Il s’était rendu en Irak durant l’automne 2019 pour des raisons inconnues, mais n’en est jamais revenu, ont indiqué sa femme et RSF.
Des ONG appellent souvent à la libération de ce qu’elles considèrent des « prisonniers politiques » et de « conscience ». Téhéran nie ces accusations.
Le porte-parole de la Justice a en outre fait état de la confirmation par la cour d’appel de la peine de cinq ans de prison pour la chercheuse franco-iranienne Fariba Adelkhah. Celle-ci devra la purger en comptant la période de détention depuis son arrestation en juin 2019, selon lui.
L’anthropologue a été condamnée en mai dernier à cinq ans de prison pour « collusion en vue d’attenter à la sûreté nationale » ainsi qu’à un an pour « propagande contre le système » politique d’Iran. Elle doit purger seulement la peine la plus longue.
L’accusation de « propagande contre le système » se réfère à des propos de la chercheuse sur le port du voile obligatoire en Iran.
Mme Adelkhah a toujours clamé son innocence
La France avait alors condamné un verdict « politique » et réclamé une libération « immédiate » de Mme Adelkhah et « un accès consulaire ». L’Iran ne reconnaît pas la double nationalité.

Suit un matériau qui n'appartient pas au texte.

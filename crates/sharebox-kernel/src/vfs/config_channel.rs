//! The `/config` channel.
//!
//! Each open of `/config` gets its own `ConfigChannel`. The mode is fixed at
//! open time:
//!
//! - **Read**: the owner's share set is rendered once into an immutable
//!   snapshot; reads are slices of it.
//! - **Write**: writes append to a private buffer; nothing touches the
//!   registry until `close`, which decodes the buffer and replaces the
//!   owner's whole share set in one transaction.
//!
//! ```text
//! open(mode) ──► read/write* ──► close ──► (commit if Write)
//! ```
//!
//! Dropping a write channel without closing it discards the buffer, which is
//! what happens when a client disconnects mid-upload.

use std::path::{Component, Path};
use std::sync::Arc;

use sharebox_types::{NewShare, ShareEntry, ShareRecord, UserId};

use crate::registry::Registry;
use crate::vfs::error::{VfsError, VfsResult};
use crate::vfs::types::{CONFIG_FILE_PERM, FileAttr};

/// Client-visible path of the configuration object.
pub const CONFIG_PATH: &str = "/config";

/// Channel mode, fixed at open.
#[derive(Debug, Clone, Copy, PartialEq, Eq)]
pub enum ChannelMode {
    Read,
    Write,
}

/// A single open of `/config`.
pub struct ConfigChannel {
    registry: Arc<Registry>,
    owner: UserId,
    mode: ChannelMode,
    buffer: Vec<u8>,
    closed: bool,
}

impl std::fmt::Debug for ConfigChannel {
    fn fmt(&self, f: &mut std::fmt::Formatter<'_>) -> std::fmt::Result {
        f.debug_struct("ConfigChannel")
            .field("owner", &self.owner)
            .field("mode", &self.mode)
            .field("buffered", &self.buffer.len())
            .field("closed", &self.closed)
            .finish()
    }
}

impl ConfigChannel {
    /// Open a channel for `owner`. Read mode takes the snapshot now.
    pub fn open(registry: Arc<Registry>, owner: UserId, mode: ChannelMode) -> VfsResult<Self> {
        let buffer = match mode {
            ChannelMode::Read => snapshot(&registry, owner)?,
            ChannelMode::Write => Vec::new(),
        };
        tracing::debug!(user_id = %owner, ?mode, "opened config channel");
        Ok(Self {
            registry,
            owner,
            mode,
            buffer,
            closed: false,
        })
    }

    /// Up to `len` bytes starting at `offset`; empty at or past the end.
    pub fn read(&self, offset: u64, len: u32) -> VfsResult<Vec<u8>> {
        self.check_open()?;
        let start = usize::try_from(offset)
            .unwrap_or(usize::MAX)
            .min(self.buffer.len());
        let end = start.saturating_add(len as usize).min(self.buffer.len());
        Ok(self.buffer[start..end].to_vec())
    }

    /// Append `data` to the pending document.
    ///
    /// The offset is not used: the channel only supports writing the whole
    /// document front to back.
    pub fn write(&mut self, _offset: u64, data: &[u8]) -> VfsResult<u32> {
        self.check_open()?;
        if self.mode == ChannelMode::Read {
            return Err(VfsError::permission_denied(CONFIG_PATH));
        }
        self.buffer.extend_from_slice(data);
        Ok(data.len() as u32)
    }

    /// Attributes of this open channel (size of what it currently holds).
    pub fn stat(&self) -> FileAttr {
        FileAttr::file(self.buffer.len() as u64, CONFIG_FILE_PERM)
    }

    /// Close the channel, committing the document in write mode.
    ///
    /// A document that fails to decode leaves the registry untouched.
    pub fn close(&mut self) -> VfsResult<()> {
        self.check_open()?;
        self.closed = true;

        if self.mode == ChannelMode::Read {
            return Ok(());
        }

        let shares = decode(&self.buffer)?;
        let stored = self.registry.replace_shares(self.owner, &shares)?;
        tracing::info!(user_id = %self.owner, shares = stored.len(), "committed share set");
        Ok(())
    }

    fn check_open(&self) -> VfsResult<()> {
        if self.closed {
            Err(VfsError::Closed)
        } else {
            Ok(())
        }
    }
}

impl Drop for ConfigChannel {
    fn drop(&mut self) {
        if self.mode == ChannelMode::Write && !self.closed {
            tracing::debug!(
                user_id = %self.owner,
                discarded = self.buffer.len(),
                "config channel dropped before close; nothing committed"
            );
        }
    }
}

/// Render `owner`'s current share set as the canonical document.
pub fn snapshot(registry: &Registry, owner: UserId) -> VfsResult<Vec<u8>> {
    let shares = registry.list_shares(owner)?;
    encode(&shares)
}

/// Canonical encoding: pretty JSON array of `{id, path, mode, user_id}`.
pub fn encode(shares: &[ShareRecord]) -> VfsResult<Vec<u8>> {
    let entries: Vec<ShareEntry> = shares.iter().map(ShareRecord::to_entry).collect();
    serde_json::to_vec_pretty(&entries).map_err(|e| VfsError::malformed_config(e.to_string()))
}

/// Decode a canonical document into candidate shares.
///
/// Client-supplied ids are dropped. Each path must be relative to the
/// owner's sandbox and must not climb out of it.
pub fn decode(bytes: &[u8]) -> VfsResult<Vec<NewShare>> {
    let entries: Vec<ShareEntry> =
        serde_json::from_slice(bytes).map_err(|e| VfsError::malformed_config(e.to_string()))?;

    entries
        .into_iter()
        .map(|entry| {
            check_share_path(&entry.path)?;
            Ok(entry.into_new_share())
        })
        .collect()
}

fn check_share_path(path: &str) -> VfsResult<()> {
    if path.is_empty() {
        return Err(VfsError::malformed_config("share path is empty"));
    }
    let climbs = Path::new(path)
        .components()
        .any(|c| !matches!(c, Component::Normal(_) | Component::CurDir));
    if climbs {
        return Err(VfsError::malformed_config(format!(
            "share path `{path}` must be relative to the sandbox"
        )));
    }
    Ok(())
}

#[cfg(test)]
mod tests {
    use super::*;
    use sharebox_types::{Credential, ShareMode};

    fn setup() -> (Arc<Registry>, UserId, UserId) {
        let registry = Arc::new(Registry::in_memory().unwrap());
        let one = registry
            .register(&Credential::from_openssh("ssh-ed25519 AAAAone").unwrap())
            .unwrap()
            .id;
        let two = registry
            .register(&Credential::from_openssh("ssh-ed25519 AAAAtwo").unwrap())
            .unwrap()
            .id;
        (registry, one, two)
    }

    fn write_doc(registry: &Arc<Registry>, owner: UserId, doc: &str) -> VfsResult<()> {
        let mut channel = ConfigChannel::open(registry.clone(), owner, ChannelMode::Write)?;
        channel.write(0, doc.as_bytes())?;
        channel.close()
    }

    fn read_doc(registry: &Arc<Registry>, owner: UserId) -> Vec<ShareEntry> {
        let channel = ConfigChannel::open(registry.clone(), owner, ChannelMode::Read).unwrap();
        let bytes = channel.read(0, u32::MAX).unwrap();
        serde_json::from_slice(&bytes).unwrap()
    }

    #[test]
    fn test_empty_snapshot_is_empty_array() {
        let (registry, one, _) = setup();
        let channel = ConfigChannel::open(registry, one, ChannelMode::Read).unwrap();
        assert_eq!(channel.read(0, 100).unwrap(), b"[]");
    }

    #[test]
    fn test_scenario_single_share() {
        let (registry, one, two) = setup();
        write_doc(
            &registry,
            one,
            &format!(r#"[{{"id":0,"path":"docs","mode":"R","user_id":{two}}}]"#),
        )
        .unwrap();

        let entries = read_doc(&registry, one);
        assert_eq!(entries.len(), 1);
        assert_eq!(entries[0].path, "docs");
        assert_eq!(entries[0].mode, ShareMode::Read);
        assert_eq!(entries[0].user_id, two.get());

        let records = registry.list_shares(one).unwrap();
        assert_eq!(records.len(), 1);
        assert_eq!(records[0].grantee_id, two);
    }

    #[test]
    fn test_client_ids_are_ignored() {
        let (registry, one, _) = setup();
        write_doc(&registry, one, r#"[{"id":9999,"path":"a","mode":"W","user_id":5}]"#).unwrap();
        let entries = read_doc(&registry, one);
        assert_ne!(entries[0].id, 9999);
    }

    #[test]
    fn test_null_id_is_accepted() {
        let shares = decode(br#"[{"id":null,"path":"docs","mode":"R","user_id":2}]"#).unwrap();
        assert_eq!(shares.len(), 1);
        assert_eq!(shares[0].path, "docs");
        assert_eq!(shares[0].grantee_id, UserId::new(2));
    }

    #[test]
    fn test_malformed_document_leaves_registry() {
        let (registry, one, _) = setup();
        write_doc(&registry, one, r#"[{"path":"keep","mode":"RW","user_id":2}]"#).unwrap();
        let before = read_doc(&registry, one);

        for bad in [
            "",
            "not json",
            r#"[{"path":"x","mode":"Q","user_id":2}]"#,
            r#"[{"path":"ok","mode":"R","user_id":2},{"path":"../up","mode":"R","user_id":2}]"#,
            r#"[{"path":"/abs","mode":"R","user_id":2}]"#,
            r#"{"path":"x","mode":"R","user_id":2}"#,
        ] {
            let err = write_doc(&registry, one, bad).unwrap_err();
            assert!(matches!(err, VfsError::MalformedConfig(_)), "{bad}: {err:?}");
        }

        assert_eq!(read_doc(&registry, one), before);
    }

    #[test]
    fn test_identical_replace_is_stable() {
        let (registry, one, _) = setup();
        let doc = r#"[{"path":"a","mode":"R","user_id":2},{"path":"b","mode":"RW","user_id":3}]"#;
        write_doc(&registry, one, doc).unwrap();
        let first = read_doc(&registry, one);
        write_doc(&registry, one, doc).unwrap();
        let second = read_doc(&registry, one);

        let strip = |entries: Vec<ShareEntry>| {
            entries
                .into_iter()
                .map(|e| (e.path, e.mode, e.user_id))
                .collect::<Vec<_>>()
        };
        assert_eq!(strip(first), strip(second));
    }

    #[test]
    fn test_roundtrip_through_read_document() {
        let (registry, one, _) = setup();
        write_doc(&registry, one, r#"[{"path":"x/y","mode":"W","user_id":4}]"#).unwrap();

        // Feeding a read snapshot straight back must be accepted.
        let channel = ConfigChannel::open(registry.clone(), one, ChannelMode::Read).unwrap();
        let snapshot = channel.read(0, u32::MAX).unwrap();
        write_doc(&registry, one, std::str::from_utf8(&snapshot).unwrap()).unwrap();

        let entries = read_doc(&registry, one);
        assert_eq!(entries.len(), 1);
        assert_eq!(entries[0].path, "x/y");
    }

    #[test]
    fn test_owners_isolated() {
        let (registry, one, two) = setup();
        write_doc(&registry, two, r#"[{"path":"mine","mode":"R","user_id":1}]"#).unwrap();
        write_doc(&registry, one, "[]").unwrap();
        write_doc(&registry, one, r#"[{"path":"p","mode":"R","user_id":2}]"#).unwrap();

        let theirs = read_doc(&registry, two);
        assert_eq!(theirs.len(), 1);
        assert_eq!(theirs[0].path, "mine");
    }

    #[test]
    fn test_chunked_writes_append() {
        let (registry, one, _) = setup();
        let doc = br#"[{"path":"docs","mode":"R","user_id":2}]"#;
        let mut channel = ConfigChannel::open(registry.clone(), one, ChannelMode::Write).unwrap();
        for (i, chunk) in doc.chunks(7).enumerate() {
            channel.write((i * 7) as u64, chunk).unwrap();
        }
        assert_eq!(channel.stat().size, doc.len() as u64);
        channel.close().unwrap();
        assert_eq!(registry.list_shares(one).unwrap().len(), 1);
    }

    #[test]
    fn test_read_slices() {
        let (registry, one, _) = setup();
        write_doc(&registry, one, r#"[{"path":"docs","mode":"R","user_id":2}]"#).unwrap();

        let channel = ConfigChannel::open(registry.clone(), one, ChannelMode::Read).unwrap();
        let full = channel.read(0, u32::MAX).unwrap();
        let mut pieced = Vec::new();
        let mut offset = 0u64;
        loop {
            let chunk = channel.read(offset, 5).unwrap();
            if chunk.is_empty() {
                break;
            }
            offset += chunk.len() as u64;
            pieced.extend(chunk);
        }
        assert_eq!(pieced, full);
        assert!(channel.read(u64::MAX, 10).unwrap().is_empty());
    }

    #[test]
    fn test_snapshot_is_immutable() {
        let (registry, one, _) = setup();
        let reader = ConfigChannel::open(registry.clone(), one, ChannelMode::Read).unwrap();
        write_doc(&registry, one, r#"[{"path":"later","mode":"R","user_id":2}]"#).unwrap();
        assert_eq!(reader.read(0, 100).unwrap(), b"[]");
    }

    #[test]
    fn test_write_in_read_mode_refused() {
        let (registry, one, _) = setup();
        let mut channel = ConfigChannel::open(registry, one, ChannelMode::Read).unwrap();
        let err = channel.write(0, b"[]").unwrap_err();
        assert!(matches!(err, VfsError::PermissionDenied(_)));
        channel.close().unwrap();
    }

    #[test]
    fn test_drop_without_close_commits_nothing() {
        let (registry, one, _) = setup();
        write_doc(&registry, one, r#"[{"path":"keep","mode":"R","user_id":2}]"#).unwrap();
        {
            let mut channel =
                ConfigChannel::open(registry.clone(), one, ChannelMode::Write).unwrap();
            channel.write(0, b"[]").unwrap();
        }
        assert_eq!(registry.list_shares(one).unwrap()[0].path, "keep");
    }

    #[test]
    fn test_double_close() {
        let (registry, one, _) = setup();
        let mut channel = ConfigChannel::open(registry, one, ChannelMode::Write).unwrap();
        channel.write(0, b"[]").unwrap();
        channel.close().unwrap();
        assert!(matches!(channel.close(), Err(VfsError::Closed)));
        assert!(matches!(channel.read(0, 1), Err(VfsError::Closed)));
    }

    #[test]
    fn test_encode_is_pretty_and_ordered() {
        let (registry, one, _) = setup();
        write_doc(
            &registry,
            one,
            r#"[{"path":"b","mode":"R","user_id":2},{"path":"a","mode":"RW","user_id":3}]"#,
        )
        .unwrap();
        let bytes = snapshot(&registry, one).unwrap();
        let text = String::from_utf8(bytes).unwrap();
        assert!(text.contains("\n  {"));
        assert!(text.find("\"b\"").unwrap() < text.find("\"a\"").unwrap());
        let id_pos = text.find("\"id\"").unwrap();
        assert!(id_pos < text.find("\"path\"").unwrap());
        assert!(text.find("\"mode\"").unwrap() < text.find("\"user_id\"").unwrap());
    }
}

Cette spécialiste du chiisme a toujours clamé son innocence. A 61 ans, elle a été très affaiblie par une grève de la faim de 49 jours entre fin décembre et février, selon son avocat Saïd Dehghan.
Son compagnon, Roland Marchal –arrêté en juin 2019 alors qu’il venait lui rendre visite à Téhéran et également chercheur au Centre de recherches internationales (CERI) de Sciences Po Paris– a été relâché fin mars. Téhéran avait alors évoqué un échange avec un ingénieur iranien, détenu en France et menacé d’extradition vers les Etats-Unis.
Fariba Adelkhah détenue pour des raisons politiques
« Fariba Adelkhah est détenue arbitrairement depuis bientôt 400 jours et condamnée pour des raisons strictement politiques », selon le comité de soutien de la Franco-iranienne.
Les arrestations d’étrangers en Iran, notamment des binationaux, souvent accusés d’espionnage, se sont multipliées depuis le retrait unilatéral en 2018 des Etats-Unis de l’accord international sur le nucléaire iranien et le rétablissement de sévères sanctions américaines contre Téhéran.
Ces derniers mois, l’Iran a procédé à plusieurs échanges de prisonniers avec des pays détenant des ressortissants iraniens condamnés, en attente de procès, ou menacés d’extradition vers les Etats-Unis.